The basket case - F2Q results
2QF11 - Muted volume growth, ASP declines + rising costs
We are previewing Indian cement sector’s September quarter results. Stocks
under coverage have reported significantly lower volume growth in September
quarter, than expected. ACC and Ambuja have lost share (growth of -6%, and
5.6% y/y), UTCEM (incl. Samruddhi) grew volumes in-line with market at 5%y/y.
Volume momentum has remained weak so far (we had earlier cut sector volume
growth from 10% to 8%y/y for FY11). Our checks indicate that there haven’t been
significant price increases in the north and in the east while prices in the south
have recovered from lows despite weak demand outlook. We believe sector
profitability will structurally alter due to lower pricing power on excess capacity
and higher fragmentation and escalating costs.
UTCEM will be the worst hit - consol. EBITDA down 50% q/q
For 2QF11, we believe UTCEM (including Samruddhi) will report sales of
INR30.8bn (down 23% q/q) and EBITDA (excluding other income) of INR 5.02b
(down 50% q/q). UTCEM’s high exposure to the south and to the west has led to
a 16%q/q drop in domestic cement ASPs. Also, the company should see
sequential increase in power and fuel costs as well as other expenses (higher
R&M costs). We have incorporated consolidation of Samruddhi with UTCEM and
we have published consolidated financials of the combined entity.
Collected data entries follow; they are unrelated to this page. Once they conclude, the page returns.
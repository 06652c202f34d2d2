// src/models/transaction.rs

use chrono::{DateTime, NaiveDate, Utc};
use rust_decimal::Decimal;
use serde::{Deserialize, Serialize};
use sqlx::FromRow;
use utoipa::{IntoParams, ToSchema};
use validator::Validate;

// Mapeia o CREATE TYPE tipo_transacao do banco
#[derive(Debug, Clone, Copy, PartialEq, Eq, Serialize, Deserialize, sqlx::Type, ToSchema)]
#[sqlx(type_name = "tipo_transacao")]
pub enum TransactionKind {
    Entrada,
    #[sqlx(rename = "Saída")]
    #[serde(rename = "Saída")]
    Saida,
}

#[derive(Debug, Clone, Serialize, Deserialize, FromRow, ToSchema)]
pub struct Transaction {
    pub id: i32,
    #[schema(ignore)]
    pub usuario_id: i32,

    pub tipo: TransactionKind,
    #[schema(example = "Troca de óleo - Maria")]
    pub descricao: String,
    #[schema(example = "150.00")]
    pub valor: Decimal,
    #[schema(value_type = String, format = Date, example = "2024-06-01")]
    pub data: NaiveDate,
    #[schema(example = "Serviços")]
    pub categoria: Option<String>,

    pub created_at: DateTime<Utc>,
}

#[derive(Debug, Deserialize, Validate, ToSchema)]
pub struct TransactionPayload {
    #[validate(required(message = "O tipo (Entrada ou Saída) é obrigatório."))]
    pub tipo: Option<TransactionKind>,

    #[validate(
        required(message = "A descrição é obrigatória."),
        length(min = 1, message = "A descrição é obrigatória.")
    )]
    pub descricao: Option<String>,

    #[validate(required(message = "O valor é obrigatório."), custom(function = "validate_valor"))]
    pub valor: Option<Decimal>,

    #[validate(required(message = "A data é obrigatória."))]
    #[schema(value_type = Option<String>, format = Date, example = "2024-06-01")]
    pub data: Option<NaiveDate>,

    pub categoria: Option<String>,
}

fn validate_valor(valor: &Decimal) -> Result<(), validator::ValidationError> {
    if *valor <= Decimal::ZERO {
        let mut err = validator::ValidationError::new("valor_positivo");
        err.message = Some("O valor deve ser maior que zero.".into());
        return Err(err);
    }
    Ok(())
}

// GET /api/transactions?tipo=Entrada&inicio=2024-06-01&fim=2024-06-30
#[derive(Debug, Default, Deserialize, IntoParams)]
#[into_params(parameter_in = Query)]
pub struct TransactionFilter {
    pub tipo: Option<TransactionKind>,
    #[param(value_type = Option<String>, format = Date)]
    pub inicio: Option<NaiveDate>,
    #[param(value_type = Option<String>, format = Date)]
    pub fim: Option<NaiveDate>,
}

#[derive(Debug, Clone, Serialize, FromRow, ToSchema)]
pub struct TransactionSummary {
    #[schema(example = "1500.00")]
    pub total_entradas: Decimal,
    #[schema(example = "420.50")]
    pub total_saidas: Decimal,
    #[schema(example = "1079.50")]
    pub saldo: Decimal,
}
pub mod user_repo;
pub use user_repo::UserRepository;
pub mod config_repo;
pub use config_repo::ConfigRepository;
pub mod client_repo;
pub use client_repo::ClientRepository;
pub mod product_repo;
pub use product_repo::ProductRepository;
pub mod transaction_repo;
pub use transaction_repo::TransactionRepository;
pub mod invoice_repo;
pub use invoice_repo::InvoiceRepository;
pub mod scheduled_service_repo;
pub use scheduled_service_repo::ScheduledServiceRepository;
We are revising
our TP to INR790 (INR870) based on an average of 1) EV/EBITDA based fair
value of INR684 based on 6.5x our FY12 EBITDA of INR30.5b and 2) EV/ton
based fair value of INR897 based on an EV/ton of USD115/t.
ACC’s 3QC10 reflects mkt share loss & pricing pressure
For 3QC10, we believe ACC will report sales of INR17.3bn (down 16.6%y/y; down
20.6% q/q) and EBITDA (excl. other income) of INR 3.05b (down 44.6% q/q).
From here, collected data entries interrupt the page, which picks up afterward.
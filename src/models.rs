pub mod auth;
pub mod client;
pub mod config;
pub mod invoice;
pub mod product;
pub mod scheduled_service;
pub mod transaction;
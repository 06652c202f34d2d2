// src/common/format.rs

use chrono::NaiveTime;
use serde::{Deserialize, Deserializer, Serializer};

/// Remove a máscara de CPF/CNPJ/CEP ("12.345.678/0001-99" -> "12345678000199").
pub fn only_digits(value: &str) -> String {
    value.chars().filter(|c| c.is_ascii_digit()).collect()
}

/// Aceita "14:00" (formato do app) ou "14:00:00".
pub fn parse_horario(value: &str) -> Option<NaiveTime> {
    NaiveTime::parse_from_str(value, "%H:%M")
        .or_else(|_| NaiveTime::parse_from_str(value, "%H:%M:%S"))
        .ok()
}

// Helpers de serde para o campo `horario`
pub mod horario {
    use super::*;

    pub fn serialize<S: Serializer>(value: &NaiveTime, serializer: S) -> Result<S::Ok, S::Error> {
        serializer.serialize_str(&value.format("%H:%M").to_string())
    }

    pub fn deserialize<'de, D: Deserializer<'de>>(deserializer: D) -> Result<NaiveTime, D::Error> {
        let raw = String::deserialize(deserializer)?;
        parse_horario(&raw)
            .ok_or_else(|| serde::de::Error::custom(format!("horário inválido: '{}'", raw)))
    }
}

pub mod horario_opcional {
    use super::*;

    pub fn deserialize<'de, D: Deserializer<'de>>(deserializer: D) -> Result<Option<NaiveTime>, D::Error> {
        match Option::<String>::deserialize(deserializer)? {
            None => Ok(None),
            Some(raw) => parse_horario(&raw)
                .map(Some)
                .ok_or_else(|| serde::de::Error::custom(format!("horário inválido: '{}'", raw))),
        }
    }
}

#[cfg(test)]
mod tests {
    use super::*;

    #[test]
    fn strips_cnpj_mask() {
        assert_eq!(only_digits("12.345.678/0001-99"), "12345678000199");
        assert_eq!(only_digits("123.456.789-09"), "12345678909");
        assert_eq!(only_digits(""), "");
    }

    #[test]
    fn parses_both_time_formats() {
        let expected = NaiveTime::from_hms_opt(14, 0, 0).unwrap();
        assert_eq!(parse_horario("14:00"), Some(expected));
        assert_eq!(parse_horario("14:00:00"), Some(expected));
        assert_eq!(parse_horario("25:00"), None);
        assert_eq!(parse_horario("duas horas"), None);
    }
}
ACC is particularly affected by declines in both volumes (6% y/y decline for
3QC10) and pricing (decline of 10.8% q/q). ACC’s EBITDA/t will likely decline
from INR1045/t to INR649/t.
ACEM will report relatively better numbers than peers
For 3QC10, we believe ACEM will report sales of INR15.6bn (down 2.8%y/y;
23.6% q/q) and EBITDA (excluding other income) of INR 3.54b (down 41% q/q).
We believe Ambuja’s numbers will be relatively better than peers due to internal
sourcing of clinker, which should drive down RM costs.